Your answer should consist of each line from the data below that contains "argument".

=== Begin Enclosure ===

/// ln via the atanh series after pulling square roots until the argument
/// is close to 1.
fn ln_near_one(x: &Number, wp: u32) -> Number {
    let iwp = wp + GUARD;
    let mut m = x.clone();
    let mut doublings = 0u32;
    let near = Number::parse("0.1").expect("literal");
    while m.sub(&Number::one(), iwp).abs().cmp_num(&near) == Some(Ordering::Greater) {
        m = m.sqrt(iwp);
        doublings += 1;
        if doublings > 64 {
            break;
        }
    }
    let one = Number::one();
    let t = m.sub(&one, iwp).div(&m.add(&one, iwp), iwp);
    let t2 = t.mul(&t, iwp);
    let threshold = eps(iwp);
    let mut sum = Number::zero();
    let mut p = t.clone();
    let mut k: i64 = 0;
    loop {
        let term = p.div(&Number::from_i64(2 * k + 1), iwp);
        if term.abs().cmp_num(&threshold) == Some(Ordering::Less) {
            break;
        }
        sum = sum.add(&term, iwp);
        p = p.mul(&t2, iwp);
        k += 1;
    }
    let ln_m = sum.mul(&Number::from_i64(2), iwp);
    ln_m.mul(&pow_int(&Number::from_i64(2), doublings as u64, iwp), iwp)
}

fn ln_ten(wp: u32) -> Number {
    ln_near_one(&Number::from_i64(10), wp)
}

/// Reduce into [-pi, pi] for the sine series.
fn reduce_mod_2pi(x: &Number, wp: u32) -> Number {
    let two_pi = pi(wp + GUARD).mul(&Number::from_i64(2), wp + GUARD);
    let turns = x.div(&two_pi, wp + GUARD).round_places(0);
    x.sub(&turns.mul(&two_pi, wp + GUARD), wp)
}

/// Taylor series for sin on a reduced argument.
fn sin_series(x: &Number, wp: u32) -> Number {
    let threshold = eps(wp);
    let x2 = x.mul(x, wp);
    let mut sum = x.clone();
    let mut term = x.clone();
    let mut k: i64 = 1;
    loop {
        term = term
            .mul(&x2, wp)
            .div(&Number::from_i64(2 * k * (2 * k + 1)), wp)
            .neg();
        if term.abs().cmp_num(&threshold) == Some(Ordering::Less) {
            break;
        }
        sum = sum.add(&term, wp);
        k += 1;
    }
    sum
}

/// atan with half-angle reduction into the fast convergence zone.
fn atan_reduced(x: &Number, wp: u32) -> Number {
    let iwp = wp + GUARD;
    let quarter = Number::parse("0.25").expect("literal");
    let mut v = x.clone();
    let mut doublings = 0u32;
    while v.abs().cmp_num(&quarter) == Some(Ordering::Greater) {
        // atan(x) = 2 atan(x / (1 + sqrt(1 + x^2)))
        let x2 = v.mul(&v, iwp);
        let root = x2.add(&Number::one(), iwp).sqrt(iwp);
        v = v.div(&root.add(&Number::one(), iwp), iwp);
        doublings += 1;
        if doublings > 128 {
            break;
        }
    }
    let threshold = eps(iwp);
    let v2 = v.mul(&v, iwp);
    let mut sum = Number::zero();
    let mut p = v.clone();
    let mut k: i64 = 0;
    loop {
        let term = p.div(&Number::from_i64(2 * k + 1), iwp);
        if term.abs().cmp_num(&threshold) == Some(Ordering::Less) {
            break;
        }
        if k % 2 == 0 {
            sum = sum.add(&term, iwp);
        } else {
            sum = sum.sub(&term, iwp);
        }
        p = p.mul(&v2, iwp);
        k += 1;
    }
    sum.mul(&pow_int(&Number::from_i64(2), doublings as u64, iwp), iwp)
}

=== End Enclosure ===

SOLUTION FOR THIS EXERCISE —
/// ln via the atanh series after pulling square roots until the argument
/// Taylor series for sin on a reduced argument.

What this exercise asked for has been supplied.